EXERCISE DETAILS —
Transcribe the entries in full, keeping each word as it is.

INPUT DATA —
=== Section Start ===

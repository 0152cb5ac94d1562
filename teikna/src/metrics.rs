//! Accumulating glyph metrics from the action stream.

use kurbo::{Point, Rect};

use crate::{charstring::Opcode, sink::Sink};

/// Sink that accumulates a glyph's bounding box and advance width.
///
/// The box is the hull of every point the program emits, control points
/// included, which is how the historical bounds checkers measured glyphs;
/// it can therefore be slightly larger than the tight curve extents.
#[derive(Clone, Debug, Default)]
pub struct CharstringBounds {
    bounds: Option<Rect>,
    left_sidebearing: Option<Point>,
    advance: Option<Point>,
}

impl CharstringBounds {
    pub fn new() -> Self {
        Self::default()
    }

    fn mark(&mut self, p: Point) {
        self.bounds = Some(match self.bounds {
            Some(r) => r.union_pt(p),
            None => Rect::from_points(p, p),
        });
    }

    /// The accumulated control-point hull, or `None` for an empty glyph.
    pub fn bounds(&self) -> Option<Rect> {
        self.bounds
    }

    /// Whether the glyph drew nothing.
    pub fn is_empty(&self) -> bool {
        self.bounds.is_none()
    }

    pub fn left_sidebearing(&self) -> Option<Point> {
        self.left_sidebearing
    }

    /// The advance width vector, when the glyph stated or inherited one.
    pub fn advance_width(&self) -> Option<Point> {
        self.advance
    }
}

impl Sink for CharstringBounds {
    fn sidebearing(&mut self, _op: Opcode, p: Point) {
        self.left_sidebearing = Some(p);
    }

    fn width(&mut self, _op: Opcode, p: Point) {
        self.advance = Some(p);
    }

    fn curve(&mut self, _op: Opcode, p0: Point, p1: Point, p2: Point, p3: Point) {
        self.mark(p0);
        self.mark(p1);
        self.mark(p2);
        self.mark(p3);
    }
}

=== Section End ===

FINISHED TASK —
repository 0152cb5ac94d1562
filename teikna/src/metrics.rs
//! Accumulating glyph metrics from the action stream.

use kurbo::{Point, Rect};

use crate::{charstring::Opcode, sink::Sink};

/// Sink that accumulates a glyph's bounding box and advance width.
///
/// The box is the hull of every point the program emits, control points
/// included, which is how the historical bounds checkers measured glyphs;
/// it can therefore be slightly larger than the tight curve extents.
#[derive(Clone, Debug, Default)]
pub struct CharstringBounds {
    bounds: Option<Rect>,
    left_sidebearing: Option<Point>,
    advance: Option<Point>,
}

impl CharstringBounds {
    pub fn new() -> Self {
        Self::default()
    }

    fn mark(&mut self, p: Point) {
        self.bounds = Some(match self.bounds {
            Some(r) => r.union_pt(p),
            None => Rect::from_points(p, p),
        });
    }

    /// The accumulated control-point hull, or `None` for an empty glyph.
    pub fn bounds(&self) -> Option<Rect> {
        self.bounds
    }

    /// Whether the glyph drew nothing.
    pub fn is_empty(&self) -> bool {
        self.bounds.is_none()
    }

    pub fn left_sidebearing(&self) -> Option<Point> {
        self.left_sidebearing
    }

    /// The advance width vector, when the glyph stated or inherited one.
    pub fn advance_width(&self) -> Option<Point> {
        self.advance
    }
}

impl Sink for CharstringBounds {
    fn sidebearing(&mut self, _op: Opcode, p: Point) {
        self.left_sidebearing = Some(p);
    }

    fn width(&mut self, _op: Opcode, p: Point) {
        self.advance = Some(p);
    }

    fn curve(&mut self, _op: Opcode, p0: Point, p1: Point, p2: Point, p3: Point) {
        self.mark(p0);
        self.mark(p1);
        self.mark(p2);
        self.mark(p3);
    }
}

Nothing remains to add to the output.